Rouher exprima le même avis : « Aucune force ne nous menace, nous pouvons attendre longtemps sans être saisis d’un projet de loi et n’avons actuellement aucun sujet de délibération. » Quentin-Bauchart pense au contraire que se disperser dans un tel moment serait une désertion. « Par notre présence, dit-il, nous protestons contre ce qui se passe de violent et de révolutionnaire dans l’autre assemblée. » La permanence n’en fut pas moins rejetée. Alors une discussion confuse s’engage sur l’heure et le jour de la prochaine réunion. Rouher fait observer qu’une séance de nuit aurait des inconvéniens, et disparaît du fauteuil où il est remplacé par le vice-président Boudet. Sur sa proposition, la séance est remise au lendemain, à l’heure ordinaire. Dans la soirée (10 heures), Floquet vint mettre les scellés sur la salle.

Le Sénat finit, comme son président, dans une correcte insignifiance. Dans ces cruelles circonstances, Rouher montra une débilité d’esprit et de caractère dont furent surpris même ceux auxquels était connue la passivité de sa nature de grand procureur. Jouissant de la confiance de l’Impératrice et des ministres, il paraissait appelé à devenir le directeur de leur conduite : loin de dominer l’événement, il en fut écrasé. Dès le premier moment, il tomba en désespérance et prononça le mot du sauve-qui-peut : « Tout est perdu ! » Il ne fut d’aucun secours à la malheureuse femme, qui avait tant besoin d’être dirigée ; il ne sut prendre aucune initiative, ne manifesta aucune vue personnelle’ ; il flotta à tout vent, toujours de l’avis du dernier avec lequel il conférait. Aux Tuileries, il opine avec Palikao que Mac Mahon aille vers Bazaine ; à Châlons, il se retourne, est de l’opinion contraire avec l’Empereur et Mac Mahon. Revenu à Paris, il redevient partisan de la tactique de Palikao. On se doute à peine qu’il existe, tant on sent peu sa présence, sa parole, son action, son autorité. Il ne l’employa pas même à modérer les ardeurs de son serviteur Dréolle. A en croire les confidences de ce dernier, il l’aurait encouragé[4] ; dans tous les cas, il ne déguisa pas que l’abdication de l’Empereur était désirable.

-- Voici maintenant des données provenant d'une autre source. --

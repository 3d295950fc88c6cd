use crate::errors::{VisionError, VisionResult};
use crate::optimizer::codec::encode;
use crate::optimizer::options::{OptimizeOptions, OutputFormat};
use crate::optimizer::resize::{fit_within, target_dimensions};
use crate::types::{ImageFile, replace_extension};
use crate::utils::num::ratio_or;
use base64::{Engine, engine::general_purpose};
use image::imageops::FilterType;
use std::sync::Arc;
use tokio::task::JoinSet;

/// Inputs smaller than this are passed through untouched.
pub const MIN_OPTIMIZE_BYTES: u64 = 100 * 1024;
pub const DEFAULT_THUMBNAIL_SIZE: u32 = 150;
pub const DEFAULT_THUMBNAIL_QUALITY: u8 = 70;

/// Result of one optimization.
#[derive(Debug, Clone)]
pub struct OptimizedImage {
    pub file: ImageFile,
    pub original_size: u64,
    pub optimized_size: u64,
    /// `optimized_size / original_size`.
    pub compression_ratio: f64,
    /// Final pixel width; 0 when optimization was skipped.
    pub width: u32,
    pub height: u32,
}

impl OptimizedImage {
    /// Wraps an untouched file.
    #[must_use]
    pub fn unchanged(file: ImageFile, size: u64) -> Self {
        Self { file, original_size: size, optimized_size: size, compression_ratio: 1.0, width: 0, height: 0 }
    }

    #[must_use]
    pub fn was_transformed(&self) -> bool {
        self.width != 0 && self.height != 0
    }
}

struct Transcoded {
    bytes: Vec<u8>,
    width: u32,
    height: u32,
}

fn transcode(bytes: &[u8], options: &OptimizeOptions) -> VisionResult<Transcoded> {
    let img = image::load_from_memory(bytes)?;
    let (w, h) = (img.width(), img.height());
    let (tw, th) = if options.enable_resize {
        target_dimensions(w, h, options.max_width, options.max_height)
    } else {
        (w, h)
    };
    let img = if (tw, th) == (w, h) { img } else { img.resize_exact(tw, th, FilterType::Triangle) };
    let bytes = encode(&img, options.format, options.quality_percent())?;
    Ok(Transcoded { bytes, width: tw, height: th })
}

/// Resizes and recompresses images before upload. Holds only tuning constants.
#[derive(Debug, Clone, Copy)]
pub struct ImageOptimizer {
    min_optimize_bytes: u64,
    thumbnail_quality: u8,
}

impl Default for ImageOptimizer {
    fn default() -> Self {
        Self { min_optimize_bytes: MIN_OPTIMIZE_BYTES, thumbnail_quality: DEFAULT_THUMBNAIL_QUALITY }
    }
}

impl ImageOptimizer {
    #[must_use]
    pub fn new() -> Self {
        Self::default()
    }

    #[must_use]
    pub const fn with_min_optimize_bytes(mut self, bytes: u64) -> Self {
        self.min_optimize_bytes = bytes;
        self
    }

    #[must_use]
    pub const fn with_thumbnail_quality(mut self, quality: u8) -> Self {
        self.thumbnail_quality = quality;
        self
    }

    #[must_use]
    pub const fn min_optimize_bytes(&self) -> u64 {
        self.min_optimize_bytes
    }

    /// Resizes and re-encodes `file` per `options`.
    ///
    /// Small files and no-op options return the original with ratio 1.
    ///
    /// # Errors
    /// Returns an error when the file cannot be read, decoded or encoded. The caller
    /// decides whether to fall back to the original.
    pub async fn optimize_image(
        &self,
        file: &ImageFile,
        options: &OptimizeOptions,
    ) -> VisionResult<OptimizedImage> {
        let bytes = file.read_bytes().await?;
        let original_size = bytes.len() as u64;
        if original_size < self.min_optimize_bytes || options.is_noop() {
            log::debug!("skipping optimization of '{}' ({original_size} bytes)", file.name());
            return Ok(OptimizedImage::unchanged(file.clone(), original_size));
        }

        let opts = options.clone();
        let src = Arc::clone(&bytes);
        let out = tokio::task::spawn_blocking(move || transcode(&src, &opts)).await??;

        let optimized_size = out.bytes.len() as u64;
        let format: OutputFormat = options.format;
        let name = replace_extension(file.name(), format.extension());
        log::debug!(
            "optimized '{}' {}x{} {original_size} -> {optimized_size} bytes",
            file.name(),
            out.width,
            out.height
        );
        Ok(OptimizedImage {
            file: ImageFile::from_bytes(name, out.bytes).with_mime_type(format.mime_type()),
            original_size,
            optimized_size,
            compression_ratio: ratio_or(optimized_size, original_size, 1.0),
            width: out.width,
            height: out.height,
        })
    }

    /// Optimizes every file concurrently, falling back to the untouched original for
    /// any file that fails. `on_progress(completed, total)` runs as each file finishes.
    ///
    /// The returned images are in input order.
    pub async fn optimize_images<F>(
        &self,
        files: &[ImageFile],
        options: &OptimizeOptions,
        mut on_progress: F,
    ) -> Vec<OptimizedImage>
    where
        F: FnMut(usize, usize),
    {
        let total = files.len();
        let mut tasks = JoinSet::new();
        for (idx, file) in files.iter().cloned().enumerate() {
            let this = *self;
            let opts = options.clone();
            tasks.spawn(async move {
                let res = this.optimize_image(&file, &opts).await;
                (idx, res)
            });
        }

        let mut slots: Vec<Option<OptimizedImage>> = (0..total).map(|_| None).collect();
        let mut completed = 0;
        while let Some(joined) = tasks.join_next().await {
            match joined {
                Ok((idx, Ok(img))) => slots[idx] = Some(img),
                Ok((idx, Err(e))) => {
                    log::warn!("optimization of '{}' failed, using original: {e}", files[idx].name());
                    slots[idx] = Some(fallback(&files[idx]).await);
                }
                Err(e) => log::warn!("optimization task aborted: {e}"),
            }
            completed += 1;
            on_progress(completed, total);
        }

        let mut out = Vec::with_capacity(total);
        for (idx, slot) in slots.into_iter().enumerate() {
            match slot {
                Some(img) => out.push(img),
                None => out.push(fallback(&files[idx]).await),
            }
        }
        out
    }

    /// JPEG data URL of `file` scaled to fit a `size x size` box.
    ///
    /// # Errors
    /// Returns an error if the file cannot be read, decoded or encoded.
    pub async fn generate_thumbnail(&self, file: &ImageFile, size: u32) -> VisionResult<String> {
        if size == 0 {
            return Err(VisionError::Encode("thumbnail size must be positive".to_string()));
        }
        let bytes = file.read_bytes().await?;
        let quality = self.thumbnail_quality;
        let jpeg = tokio::task::spawn_blocking(move || -> VisionResult<Vec<u8>> {
            let img = image::load_from_memory(&bytes)?;
            let (w, h) = fit_within(img.width(), img.height(), size);
            let thumb = img.resize_exact(w, h, FilterType::Triangle);
            encode(&thumb, OutputFormat::Jpeg, quality)
        })
        .await??;
        Ok(format!("data:image/jpeg;base64,{}", general_purpose::STANDARD.encode(jpeg)))
    }
}

async fn fallback(file: &ImageFile) -> OptimizedImage {
    let size = file.size().await.unwrap_or(0);
    OptimizedImage::unchanged(file.clone(), size)
}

La Révolution s’acheva à l’Hôtel de Ville par la constitution définitive du ministère. Jules Favre eut les Affaires étrangères, parce qu’il avait l’habitude d’en déraisonner. On offrit l’Instruction publique à Simon. « Y pensez-vous ? répliqua-t-il, et voulez-vous me rendre ridicule ? N’y a-t-il pas autre chose de plus pressant à faire que de s’occuper d’enseignement ? » On insista. Il y avait encore dans les écoles et dans les collèges des enfans qu’il fallait y garder ou rendre à leur famille : la situation des professeurs méritait aussi qu’on s’en occupât. Il se rendit. On n’eut pas de peine à obtenir que Crémieux conservât la Justice. On plaça le général Le Flô à la Guerre, l’amiral Fourichon à la Marine, Dorian aux Travaux publics, Magnin au Commerce. Les nominations de Tamisier, Etienne Arago, Kératry furent confirmées. Nos nouveaux maîtres se séparèrent à trois heures du matin, étonnés eux-mêmes de la facilité de leur victoire[5] et de leur installation. Ils n’avaient pas prévu que la Régence leur opposerait si peu de résistance et que la démagogie ne leur créerait pas plus d’embarras[6].


XXX

Il se produisit dans cette soirée un phénomène moral extraordinaire que tous les observateurs du temps ont noté avec surprise. Le peuple de Paris s’était levé dans la consternation, il se coucha dans l’allégresse. Une joie intense, générale, communicative, s’empara de cette population, espèce d’épidémie, panique joyeuse, inverse des paniques de la peur. On se félicitait, on se réjouissait, on se serrait la main, on s’asseyait en riant aux tables des cafés ; les gardes nationaux ornaient leurs fusils de feuillages ou de fleurs ; on eût dit que chacun de ces milliers d’êtres humains venait d’être allégé d’un insupportable cauchemar. Ce cauchemar était-il l’oppression de l’Empire ? Non, certes, cette oppression n’existait plus depuis longtemps, malgré ce qu’en ont dit des sectaires menteurs. Napoléon III était aimé par le peuple, et l’Impératrice n’inspirait pas de haine. Non, le peuple s’imagina que la guerre était finie et qu’à l’annonce de l’établissement de la République, les Prussiens s’arrêteraient épouvantés. « Ils n’oseront plus venir, maintenant que nous l’avons, » disait un ouvrier à un de ses camarades. Ils étaient persuadés que les merveilles de 92 allaient se renouveler, et qu’aucune force ne résisterait à l’élan de la France révolutionnaire[7]. Voilà pourquoi, le soir du 4 septembre, Paris était en liesse.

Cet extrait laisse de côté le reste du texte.